Task =
Report every line of the entries that contains the word "Milliseconds".

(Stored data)
##########

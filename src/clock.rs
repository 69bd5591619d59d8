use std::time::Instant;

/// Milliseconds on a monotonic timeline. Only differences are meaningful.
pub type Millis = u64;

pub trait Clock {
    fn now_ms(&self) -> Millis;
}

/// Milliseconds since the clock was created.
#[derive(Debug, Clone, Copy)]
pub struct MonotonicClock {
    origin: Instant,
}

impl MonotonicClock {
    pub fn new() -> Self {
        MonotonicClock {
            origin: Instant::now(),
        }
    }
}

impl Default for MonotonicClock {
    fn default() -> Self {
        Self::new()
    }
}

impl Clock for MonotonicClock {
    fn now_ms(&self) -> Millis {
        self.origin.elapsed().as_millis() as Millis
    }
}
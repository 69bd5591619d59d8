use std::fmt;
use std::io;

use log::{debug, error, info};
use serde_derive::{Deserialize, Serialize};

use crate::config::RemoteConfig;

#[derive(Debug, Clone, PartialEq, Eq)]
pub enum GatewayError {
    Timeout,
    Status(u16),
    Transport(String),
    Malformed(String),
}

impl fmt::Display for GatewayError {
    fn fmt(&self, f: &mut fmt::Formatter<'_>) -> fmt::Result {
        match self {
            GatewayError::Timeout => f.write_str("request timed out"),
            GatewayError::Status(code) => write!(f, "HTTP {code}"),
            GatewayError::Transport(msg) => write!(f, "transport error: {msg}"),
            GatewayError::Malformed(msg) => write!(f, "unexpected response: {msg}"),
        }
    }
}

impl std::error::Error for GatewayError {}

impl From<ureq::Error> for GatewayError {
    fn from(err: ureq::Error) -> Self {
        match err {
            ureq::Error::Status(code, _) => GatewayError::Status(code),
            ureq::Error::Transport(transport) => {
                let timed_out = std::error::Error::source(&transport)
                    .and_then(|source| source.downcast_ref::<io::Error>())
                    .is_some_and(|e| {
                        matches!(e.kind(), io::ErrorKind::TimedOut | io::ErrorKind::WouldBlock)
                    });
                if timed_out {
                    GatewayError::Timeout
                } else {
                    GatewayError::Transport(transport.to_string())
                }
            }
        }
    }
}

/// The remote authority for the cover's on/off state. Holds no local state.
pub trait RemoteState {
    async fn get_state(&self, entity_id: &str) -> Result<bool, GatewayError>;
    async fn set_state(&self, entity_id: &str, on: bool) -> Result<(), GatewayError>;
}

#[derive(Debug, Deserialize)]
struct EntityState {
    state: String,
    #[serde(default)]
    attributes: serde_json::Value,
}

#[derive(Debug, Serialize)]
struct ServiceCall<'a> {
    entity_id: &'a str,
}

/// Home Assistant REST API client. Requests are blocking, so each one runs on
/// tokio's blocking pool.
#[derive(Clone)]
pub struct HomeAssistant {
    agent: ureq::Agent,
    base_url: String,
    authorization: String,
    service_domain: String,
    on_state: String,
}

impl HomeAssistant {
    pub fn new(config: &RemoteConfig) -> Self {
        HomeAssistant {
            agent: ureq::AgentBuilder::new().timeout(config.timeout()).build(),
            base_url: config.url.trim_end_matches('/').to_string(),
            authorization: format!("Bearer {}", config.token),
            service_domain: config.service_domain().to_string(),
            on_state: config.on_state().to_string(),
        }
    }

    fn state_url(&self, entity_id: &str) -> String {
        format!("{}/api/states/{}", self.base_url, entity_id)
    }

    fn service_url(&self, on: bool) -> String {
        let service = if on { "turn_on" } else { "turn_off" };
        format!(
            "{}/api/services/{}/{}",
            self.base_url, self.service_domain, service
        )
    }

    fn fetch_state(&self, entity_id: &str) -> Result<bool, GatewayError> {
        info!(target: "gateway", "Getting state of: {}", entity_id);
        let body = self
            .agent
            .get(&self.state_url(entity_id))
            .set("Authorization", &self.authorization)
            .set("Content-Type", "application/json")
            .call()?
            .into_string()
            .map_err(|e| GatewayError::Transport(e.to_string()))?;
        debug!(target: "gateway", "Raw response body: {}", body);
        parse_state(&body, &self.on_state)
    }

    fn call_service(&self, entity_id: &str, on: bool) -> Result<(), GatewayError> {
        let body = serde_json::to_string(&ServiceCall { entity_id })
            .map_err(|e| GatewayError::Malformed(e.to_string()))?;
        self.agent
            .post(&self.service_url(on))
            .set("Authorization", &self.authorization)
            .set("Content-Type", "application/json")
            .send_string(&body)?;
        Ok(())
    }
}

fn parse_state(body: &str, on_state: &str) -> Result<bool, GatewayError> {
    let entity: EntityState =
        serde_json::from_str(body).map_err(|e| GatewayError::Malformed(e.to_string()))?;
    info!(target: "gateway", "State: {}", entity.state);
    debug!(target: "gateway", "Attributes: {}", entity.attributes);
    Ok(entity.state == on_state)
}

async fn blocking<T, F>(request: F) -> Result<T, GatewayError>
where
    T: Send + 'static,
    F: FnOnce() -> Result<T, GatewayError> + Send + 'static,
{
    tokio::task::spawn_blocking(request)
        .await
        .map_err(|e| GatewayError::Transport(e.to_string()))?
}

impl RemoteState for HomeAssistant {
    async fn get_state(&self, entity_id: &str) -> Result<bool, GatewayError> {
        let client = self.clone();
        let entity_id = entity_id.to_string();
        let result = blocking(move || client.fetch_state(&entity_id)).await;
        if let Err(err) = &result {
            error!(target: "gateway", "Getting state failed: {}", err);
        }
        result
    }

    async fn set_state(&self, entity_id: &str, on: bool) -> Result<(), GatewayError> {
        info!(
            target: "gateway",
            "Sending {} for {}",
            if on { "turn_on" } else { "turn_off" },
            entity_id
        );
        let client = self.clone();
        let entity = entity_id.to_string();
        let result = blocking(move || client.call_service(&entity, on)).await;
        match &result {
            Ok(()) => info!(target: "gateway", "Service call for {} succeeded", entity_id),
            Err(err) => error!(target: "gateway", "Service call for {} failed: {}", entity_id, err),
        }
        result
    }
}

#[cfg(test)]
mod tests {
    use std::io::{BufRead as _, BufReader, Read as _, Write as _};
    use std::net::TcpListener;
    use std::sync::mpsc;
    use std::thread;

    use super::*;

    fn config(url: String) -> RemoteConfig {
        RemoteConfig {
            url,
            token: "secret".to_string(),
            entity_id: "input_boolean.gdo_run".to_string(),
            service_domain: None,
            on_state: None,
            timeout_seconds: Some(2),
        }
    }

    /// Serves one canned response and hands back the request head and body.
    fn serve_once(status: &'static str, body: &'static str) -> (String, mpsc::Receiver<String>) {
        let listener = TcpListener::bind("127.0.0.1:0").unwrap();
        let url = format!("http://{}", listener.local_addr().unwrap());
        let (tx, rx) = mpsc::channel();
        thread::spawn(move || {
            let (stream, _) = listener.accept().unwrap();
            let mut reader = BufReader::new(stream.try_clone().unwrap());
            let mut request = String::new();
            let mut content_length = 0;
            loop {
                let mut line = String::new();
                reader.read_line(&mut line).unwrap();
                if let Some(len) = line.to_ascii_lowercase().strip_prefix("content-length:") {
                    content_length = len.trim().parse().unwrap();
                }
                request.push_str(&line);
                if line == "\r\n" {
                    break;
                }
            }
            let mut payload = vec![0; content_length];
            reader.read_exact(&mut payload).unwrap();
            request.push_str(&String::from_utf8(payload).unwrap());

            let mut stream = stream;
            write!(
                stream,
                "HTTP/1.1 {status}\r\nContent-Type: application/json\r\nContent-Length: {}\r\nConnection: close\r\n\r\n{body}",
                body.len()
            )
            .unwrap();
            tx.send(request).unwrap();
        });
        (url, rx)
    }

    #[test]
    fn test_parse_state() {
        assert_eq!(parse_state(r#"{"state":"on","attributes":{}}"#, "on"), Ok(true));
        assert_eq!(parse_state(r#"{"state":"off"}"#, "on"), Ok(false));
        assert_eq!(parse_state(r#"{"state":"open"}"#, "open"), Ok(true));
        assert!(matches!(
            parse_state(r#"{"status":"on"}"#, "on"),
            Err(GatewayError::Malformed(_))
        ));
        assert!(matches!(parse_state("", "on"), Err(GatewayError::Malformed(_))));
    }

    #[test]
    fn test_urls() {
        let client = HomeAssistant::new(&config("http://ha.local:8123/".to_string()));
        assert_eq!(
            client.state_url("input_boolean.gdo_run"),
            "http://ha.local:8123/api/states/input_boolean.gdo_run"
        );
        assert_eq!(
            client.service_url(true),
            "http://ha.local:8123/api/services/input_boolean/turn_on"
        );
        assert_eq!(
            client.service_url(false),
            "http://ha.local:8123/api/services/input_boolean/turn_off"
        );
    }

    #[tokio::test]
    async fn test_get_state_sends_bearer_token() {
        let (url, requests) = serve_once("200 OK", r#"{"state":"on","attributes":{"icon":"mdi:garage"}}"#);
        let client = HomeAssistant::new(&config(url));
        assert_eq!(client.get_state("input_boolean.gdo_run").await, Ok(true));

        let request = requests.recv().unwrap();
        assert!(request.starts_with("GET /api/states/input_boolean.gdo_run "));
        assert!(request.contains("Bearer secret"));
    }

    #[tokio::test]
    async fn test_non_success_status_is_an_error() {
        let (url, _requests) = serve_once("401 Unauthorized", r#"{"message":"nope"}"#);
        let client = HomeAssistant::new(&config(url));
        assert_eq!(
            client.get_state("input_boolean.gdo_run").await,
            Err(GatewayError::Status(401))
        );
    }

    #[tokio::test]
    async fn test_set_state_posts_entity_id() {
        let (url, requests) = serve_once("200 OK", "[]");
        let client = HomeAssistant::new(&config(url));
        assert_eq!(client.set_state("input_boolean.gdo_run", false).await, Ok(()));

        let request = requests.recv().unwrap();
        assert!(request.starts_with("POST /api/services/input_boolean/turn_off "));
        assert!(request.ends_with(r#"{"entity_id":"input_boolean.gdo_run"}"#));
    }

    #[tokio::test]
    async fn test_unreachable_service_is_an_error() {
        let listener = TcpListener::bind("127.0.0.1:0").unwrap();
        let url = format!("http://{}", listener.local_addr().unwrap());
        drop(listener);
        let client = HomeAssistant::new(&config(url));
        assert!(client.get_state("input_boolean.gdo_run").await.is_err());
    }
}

##########

Reply =
/// Milliseconds on a monotonic timeline. Only differences are meaningful.
/// Milliseconds since the clock was created.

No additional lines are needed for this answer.